Долгое время они шли вдоль стены, и только деревья нависали с двух сторон. Чуть погодя Дора свернула на незаметную тропинку, спускавшуюся по склону холма. Коричневая сухая земля осыпалась под ногами, пахло старой хвоей, листвой и живым Лесом — не садом, как внутри Кастинии, а именно Лесом. Марика глубоко вдохнула этот запах, позабытый и знакомый одновременно, а потом деревья расступились, и они вышли на небольшую лужайку, с который открывался вид на весь город. Марика застыла в изумлении. Внезапно вспомнила, что мама, наверное, давно знает это место, и снова разозлилась.

Дора медленно села на мягкую густую траву, обернулась и впервые посмотрела на Марику прямо. Усмехнулась и похлопала по земле рядом с собой:

— Иди сюда.

Марика упрямо стояла на месте.

— Я очень устала, — спокойно продолжила Дора, — и, если мне так и придется оборачиваться на тебя, я сверну себе шею. Подойди и сядь, Марика.

Это оказалось сильнее нее — привычка слушаться мать, когда та говорила таким тоном, была слишком велика. Ноги сами собой сделали шаг, сами согнулись, чтобы опуститься рядом с Дорой. Так что протест Марики теперь выражался только в плотно сжатых губах и нахмуренном лбу.

— Ты спросила меня, почему я тебе ничего не сказала, — тихо начала Дора, устремив взгляд на город внизу. — Справедливый вопрос, хотя ты никогда меня об этом и не спрашивала.

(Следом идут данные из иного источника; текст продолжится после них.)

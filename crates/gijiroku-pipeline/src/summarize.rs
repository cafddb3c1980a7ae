//! Summarization stage: transcript object created → structured minutes
//! under the summary prefix, in one or two formats, plus an optional
//! best-effort completion notification.

use crate::digest;
use crate::notifier::Notifier;
use crate::response::StageResponse;
use crate::secrets::{self, SecretSource};
use gijiroku_core::{
    keys, render, EngineError, EventRecord, NotifyArtifact, ParsedTranscript, PipelineConfig,
    StageError, StorageEvent, SummaryDocument, SummaryMetadata,
};
use gijiroku_engine::Summarizer;
use gijiroku_store::ObjectStore;
use serde_json::json;
use std::sync::Arc;

/// Builds a summarizer for one invocation from the resolved API key.
pub type SummarizerFactory =
    Box<dyn Fn(String) -> Result<Box<dyn Summarizer>, EngineError> + Send + Sync>;

pub struct SummarizeStage {
    store: Arc<dyn ObjectStore>,
    secrets: Arc<dyn SecretSource>,
    summarizer_factory: SummarizerFactory,
    notifier: Option<Arc<dyn Notifier>>,
    config: PipelineConfig,
}

impl SummarizeStage {
    pub fn new(
        store: Arc<dyn ObjectStore>,
        secrets: Arc<dyn SecretSource>,
        summarizer_factory: SummarizerFactory,
        notifier: Option<Arc<dyn Notifier>>,
        config: PipelineConfig,
    ) -> Self {
        Self {
            store,
            secrets,
            summarizer_factory,
            notifier,
            config,
        }
    }

    /// Same invocation contract as the transcription stage: credentials
    /// first, sequential records, batch abort on first failure.
    pub async fn handle(&self, event: &StorageEvent) -> StageResponse {
        tracing::info!(records = event.records.len(), "summarization invocation");

        let api_key =
            match secrets::resolve_api_key(self.secrets.as_ref(), &self.config.secret_name).await {
                Ok(key) => key,
                Err(e) => {
                    tracing::error!(error = %e, "credential resolution failed");
                    return StageResponse::failure("Error generating summary", e);
                }
            };
        let summarizer = match (self.summarizer_factory)(api_key) {
            Ok(summarizer) => summarizer,
            Err(e) => {
                tracing::error!(error = %e, "summarizer construction failed");
                return StageResponse::failure("Error generating summary", e);
            }
        };

        let mut summary_key = None;
        for record in &event.records {
            match self.process_record(summarizer.as_ref(), record).await {
                Ok(key) => summary_key = Some(key),
                Err(e) => {
                    tracing::error!(error = %e, "record processing failed, aborting batch");
                    return StageResponse::failure("Error generating summary", e);
                }
            }
        }

        StageResponse::success(json!({
            "message": "Summary generated successfully",
            "summary_key": summary_key,
            "output_format": self.config.output_format.to_string(),
        }))
    }

    async fn process_record(
        &self,
        summarizer: &dyn Summarizer,
        record: &EventRecord,
    ) -> Result<String, StageError> {
        let object = record.object_ref();
        tracing::info!(bucket = %object.bucket, key = %object.key, "processing transcript object");

        let bytes = self.store.get(&object.bucket, &object.key).await?;
        let content = String::from_utf8_lossy(&bytes);

        let parsed = ParsedTranscript::parse(&content);
        match &parsed {
            ParsedTranscript::Structured(_) => {
                tracing::info!(
                    characters = parsed.text().chars().count(),
                    "transcript loaded as structured json"
                );
            }
            ParsedTranscript::Raw(_) => {
                tracing::info!(
                    characters = parsed.text().chars().count(),
                    "transcript is not json, treating content as plain text"
                );
            }
        }

        let core = summarizer.summarize(parsed.text()).await?;

        // metadata is pipeline-authoritative; anything like-named the
        // engine produced was already dropped at schema parse
        let document = SummaryDocument {
            core,
            metadata: SummaryMetadata {
                transcript_s3_key: object.key.clone(),
                generated_at: chrono::Utc::now(),
                transcript_length: parsed.text().chars().count(),
                transcript_duration: parsed.duration(),
            },
        };

        let base_key = keys::derive_output_key(
            &object.key,
            &self.config.transcript_prefix,
            &self.config.summary_prefix,
            "",
        );

        // independent puts: there is no multi-object transaction, so a
        // mid-failure can leave the set partially written
        let mut json_key = None;
        let mut markdown_key = None;
        if self.config.output_format.includes_json() {
            let key = format!("{base_key}.json");
            let body = serde_json::to_string_pretty(&document)?;
            self.store
                .put(&object.bucket, &key, body.as_bytes(), "application/json")
                .await?;
            tracing::info!(uri = %self.store.uri(&object.bucket, &key), "json summary saved");
            json_key = Some(key);
        }
        if self.config.output_format.includes_markdown() {
            let key = format!("{base_key}.md");
            let body = render::to_markdown(&document);
            self.store
                .put(&object.bucket, &key, body.as_bytes(), "text/markdown")
                .await?;
            tracing::info!(uri = %self.store.uri(&object.bucket, &key), "markdown summary saved");
            markdown_key = Some(key);
        }

        let primary_key = match self.config.notify_artifact {
            NotifyArtifact::Json => json_key.or(markdown_key),
            NotifyArtifact::Markdown => markdown_key.or(json_key),
        }
        .unwrap_or(base_key);

        if let Some(notifier) = &self.notifier {
            let uri = self.store.uri(&object.bucket, &primary_key);
            let message = digest::build_digest(&document, &uri);
            if let Err(e) = notifier.notify(digest::SUBJECT, &message).await {
                tracing::warn!(error = %e, "notification failed");
            }
        }

        Ok(primary_key)
    }
}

Если бы ты захотела узнать, кто твой отец, я бы сказала тебе правду.

«Откуда мне было знать?» — хотела возмутиться Марика — но Дора заговорила дальше, не дав ей вставить слово:

— Ты не спрашивала — однако я все равно собиралась рассказать тебе, как только тебя примут в Кастинию. Но тебя в школу не взяли.

На этот раз Дора замолчала надолго, и Марика пробормотала:

— Ты все равно должна была сказать.

— Должна? — с усмешкой переспросила Дора. — Может быть. Но представь себе, что бы ты почувствовала, если бы узнала, что тебя не принял в школу собственный отец?

Марика не сразу нашлась, что ответить.

— Я боялась, что ты не захочешь и слышать о том, чтобы учиться здесь — а я не оставляла надежды, что это удастся устроить тем или иным способом. Но я была уверена, что, узнав об Ирги такое, ты не пожелала бы и слышать о Кастинии.

И снова Марика не смогла возразить. Она вспомнила, что чувствовала, когда первый раз спускалась из башни Магистра. О, ей бы точно не захотелось иметь с ним дела!

— Прости меня, — неожиданно совсем тихо сказала Дора, — я оказалась не самой лучшей мамой.